©massimiliano sarno
 
 
 
 
 
 
 
 
 
 

Tout passe, tout casse, tout lasse*.

Victor Hugo

 

 

De repente, o meu amor, esse amor ora tão profundo, descansou. Deus ensurdeceu de tanto ouvir minhas orações.

 

 

Abro aquela caixa e não há confusão. A caixa onde estão as minhas memórias, já que não as carrego mais.

 

 

A verdade é que desisti da poesia porque mandei o mesmo poema para diferentes pessoas. Todas acharam que o fiz pensando nelas, mas já nem me lembro para quem era. Ficou o poema, isento. Eu não vivo assim, com isenção.

 

 

Sempre declaro a posse, sem saber, certamente, a qualidade da terra. Compreendo agora por que consigo produzir grãos em qualquer terreno. Por isso, não senti raiva quando elas foram embora.

 

 

Um motivo revelado depois de vinte anos ainda tem importância? Ontem eu soube, de sua própria boca, que ela gostava do meu amigo, em vez de mim. Por isso disse não. Sinto graça porque soube o motivo verdadeiro, ainda que tardiamente. Talvez eu respondesse a mesma coisa, convenhamos, crianças não têm tato, nem sabem o que é tato. Ela não quis ficar comigo nem ficou com ele. Ele gostava de outra pessoa.

 

 

Uma vizinha, muito simpática, calada, com bonitos olhos e bonito sorriso, mora alguns andares acima de mim. Ela me cumprimenta, conversa um pouco enquanto dura a ascensão do elevador. Os andares não apenas nos separam, o concreto e os tijolos entre os apartamentos são tão rígidos que nem eu posso rompê-los.

 

 

Eu, caminhando, me obrigo a olhar à frente, sempre à frente, não para o lado, para ver se há alguém em minha companhia.

 

 

Pela primeira vez em minha vida, primeira vez, presencio a ausência do amor. Vou a todos os destinos ou ao outro lado da rua, depois de presenciar o furioso ressurgimento das coisas.

 

 

Tudo começou a mudar quando achei uma peça de roupa debaixo do travesseiro. Esquecida, ela...

 

 

Meu primeiro amor, meu primeiro amor reapareceu. Inesperadamente. Faz tanto tempo que aconteceu! Ver seu rosto, aquele rosto que estivera ao meu lado, e senti-la presente, guardada e consequente, faz com que eu navegue novamente rumo às Américas, em busca de uma riqueza que julguei esquecida em mim.

 

 

Você cisma e muros caem. Portões abrem-se.

 

 

Seus gestos não são harmoniosos. Aguardo a conquista de tudo.

 

 

Teu sorriso, rendeira, é o sorriso da amendoeira.

 

 

Sou bastante esperto em dizer sobre meus sentimentos por aí. Como se sente quando falo de você? Talvez não seja boa ideia apregoar a seu respeito. Parece puro desrespeito.
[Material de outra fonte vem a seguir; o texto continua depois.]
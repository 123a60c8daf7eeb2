//! Custom error types for the application.
//!
//! This module defines the primary error type, `BenchError`, for the entire
//! crate. Using the `thiserror` crate, it provides a centralized and
//! consistent way to classify failures, from I/O and configuration issues to
//! device-specific problems.
//!
//! ## Error Hierarchy
//!
//! - **`Config`** / **`Io`** / **`Image`**: wrapped sources, converted via
//!   `#[from]` so `?` works at every call site.
//! - **`CameraNotFound`**: lookup of an unknown session id.
//! - **`DeviceUnavailable`**: camera enumeration or open failure at startup.
//! - **`CaptureFailed`**: a still capture failed mid-flight. The owning
//!   session is guaranteed to be restored to streaming before this surfaces.
//! - **`ControlRejected`**: a caller-supplied camera control could not be
//!   translated or applied.
//! - **`LinkDisconnected`** / **`AckTimeout`**: motion-link protocol
//!   failures. A timed-out command is never retried automatically.
//! - **`PartialCapture`**: a multi-camera batch where some but not all
//!   sessions failed.
//! - **`ShutdownFailed`**: aggregate of per-session shutdown errors; one
//!   session failing to stop never prevents the others from being attempted.

use std::time::Duration;
use thiserror::Error;

/// Convenience alias for results using the crate error type.
pub type BenchResult<T> = std::result::Result<T, BenchError>;

#[derive(Error, Debug)]
pub enum BenchError {
    #[error("Configuration error: {0}")]
    Config(#[from] config::ConfigError),

    #[error("I/O error: {0}")]
    Io(#[from] std::io::Error),

    #[error("Image codec error: {0}")]
    Image(#[from] image::ImageError),

    #[error("Camera '{0}' not found")]
    CameraNotFound(String),

    #[error("Device unavailable: {0}")]
    DeviceUnavailable(String),

    #[error("Capture failed: {0}")]
    CaptureFailed(String),

    #[error("Control rejected: {0}")]
    ControlRejected(String),

    #[error("Motion link is not connected")]
    LinkDisconnected,

    #[error("No acknowledgment within {0:?}")]
    AckTimeout(Duration),

    #[error("Capture failed on {}/{attempted} cameras", .failed.len())]
    PartialCapture {
        attempted: usize,
        failed: Vec<String>,
    },

    #[error("Frame stream closed")]
    StreamClosed,

    #[error("Shutdown failed with errors")]
    ShutdownFailed(Vec<BenchError>),
}
//! Persisted capture naming and history.
//!
//! Captures land on disk as `<label>_<YYYYmmdd_HHMMSS_microseconds>.jpg`.
//! The microsecond timestamp keeps rapid repeated captures from one session
//! unique, and multi-camera batches reuse one timestamp so a set's files
//! correlate by suffix.

use crate::error::BenchResult;
use chrono::{DateTime, Local};
use regex::Regex;
use serde::Serialize;
use std::collections::BTreeMap;
use std::path::Path;
use std::sync::OnceLock;

/// Timestamp layout used in capture file names. `%6f` gives fixed six-digit
/// microseconds.
pub const TIMESTAMP_FORMAT: &str = "%Y%m%d_%H%M%S_%6f";

/// Format a capture timestamp.
pub fn capture_timestamp(at: DateTime<Local>) -> String {
    at.format(TIMESTAMP_FORMAT).to_string()
}

/// File name for a capture from the labeled session at the given time.
pub fn capture_filename(label: &str, at: DateTime<Local>) -> String {
    format!("{}_{}.jpg", label, capture_timestamp(at))
}

/// One file inside a capture set.
#[derive(Clone, Debug, Serialize)]
pub struct CaptureEntry {
    pub name: String,
    pub label: String,
}

/// All files persisted with one shared timestamp.
#[derive(Clone, Debug, Serialize)]
pub struct CaptureSet {
    pub timestamp: String,
    pub files: Vec<CaptureEntry>,
}

fn filename_re() -> Option<&'static Regex> {
    static RE: OnceLock<Option<Regex>> = OnceLock::new();
    RE.get_or_init(|| Regex::new(r"^(.+)_(\d{8}_\d{6}_\d{6})\.jpg$").ok())
        .as_ref()
}

/// Index the captures directory, grouping files by timestamp, newest first.
/// Files that do not match the capture naming scheme are skipped. A missing
/// directory is an empty history, not an error.
pub fn history(dir: &Path) -> BenchResult<Vec<CaptureSet>> {
    let Some(re) = filename_re() else {
        return Ok(Vec::new());
    };
    if !dir.is_dir() {
        return Ok(Vec::new());
    }

    let mut groups: BTreeMap<String, Vec<CaptureEntry>> = BTreeMap::new();
    for entry in std::fs::read_dir(dir)? {
        let entry = entry?;
        let name = entry.file_name().to_string_lossy().into_owned();
        if let Some(caps) = re.captures(&name) {
            let label = caps[1].to_string();
            let timestamp = caps[2].to_string();
            groups
                .entry(timestamp)
                .or_default()
                .push(CaptureEntry { name, label });
        }
    }

    Ok(groups
        .into_iter()
        .rev()
        .map(|(timestamp, mut files)| {
            files.sort_by(|a, b| a.name.cmp(&b.name));
            CaptureSet { timestamp, files }
        })
        .collect())
}

#[cfg(test)]
mod tests {
    use super::*;
    use chrono::TimeZone;

    #[test]
    fn filename_embeds_label_and_microseconds() {
        let at = Local
            .with_ymd_and_hms(2025, 3, 14, 15, 9, 26)
            .single()
            .unwrap()
            + chrono::Duration::microseconds(535_897);
        assert_eq!(
            capture_filename("imx708", at),
            "imx708_20250314_150926_535897.jpg"
        );
    }

    #[test]
    fn history_groups_by_timestamp_newest_first() {
        let dir = tempfile::tempdir().unwrap();
        for name in [
            "camA_20250314_150926_000001.jpg",
            "camB_20250314_150926_000001.jpg",
            "camA_20250314_151000_000002.jpg",
            "notes.txt",
            "stray.jpg",
        ] {
            std::fs::write(dir.path().join(name), b"x").unwrap();
        }

        let sets = history(dir.path()).unwrap();
        assert_eq!(sets.len(), 2);
        assert_eq!(sets[0].timestamp, "20250314_151000_000002");
        assert_eq!(sets[0].files.len(), 1);
        assert_eq!(sets[1].files.len(), 2);
        assert_eq!(sets[1].files[0].label, "camA");
    }

    #[test]
    fn missing_directory_is_empty_history() {
        let sets = history(Path::new("/nonexistent/scanbench")).unwrap();
        assert!(sets.is_empty());
    }
}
Você gosta de mim, contida. Por isso, me é tão querida. Guardo. Guardo. Guardo. Guardo.

 

 

Te

cultivo.

 

 

Continuei a olhar seus olhos castanhos, depois desse dia sem paisagens.

 

 

Essa mulher faz um mundo. Eu, não aviso, apenas afirmo:

— Quero entrar.

Ainda que não possa, percebi que já vivo em outro lugar.

 

 

Abro os olhos no curso da madrugada, sem me preocupar com meu descanso. Acordo porque quero. Porque sou acordado.

 

 

Para Ana Elisa Ribeiro

 

 

Meu amor por ti é um diamante que nasceu depois que eu te conheci. E tê-lo me faz provido de algo sem valor de mercado, sem possibilidade de comércio. Eu tenho um diamante do preço de um Sol.

 

 

Você é uma janela aberta em um dia sem nuvens.

 

 

Inundado de você, transbordo.

 

 

A garrafa de água fica do lado de fora, não guardo na geladeira. Gosto do gosto dos dias.

 

 

Estou ficando cada vez com menos cabelos. O tempo me descobre.

 

 

*Tudo passa, tudo quebra, tudo cansa.

 

 

março, 2016

 

 

Rafael F. Carvalho (São Paulo, 1978) é autor dos livros A Estante Deslocada (2011), A Cor do Sal (2013) e Terceiro Livro (2015), publicados pela Editora Patuá. Bacharel em Letras pela USP. Colunista da revista Samizdat desde 2012. Tem textos publicados em antologias e revistas brasileiras, sendo os mais recentes do Suplemento Literário de Minas Gerais. Mora em Belo Horizonte.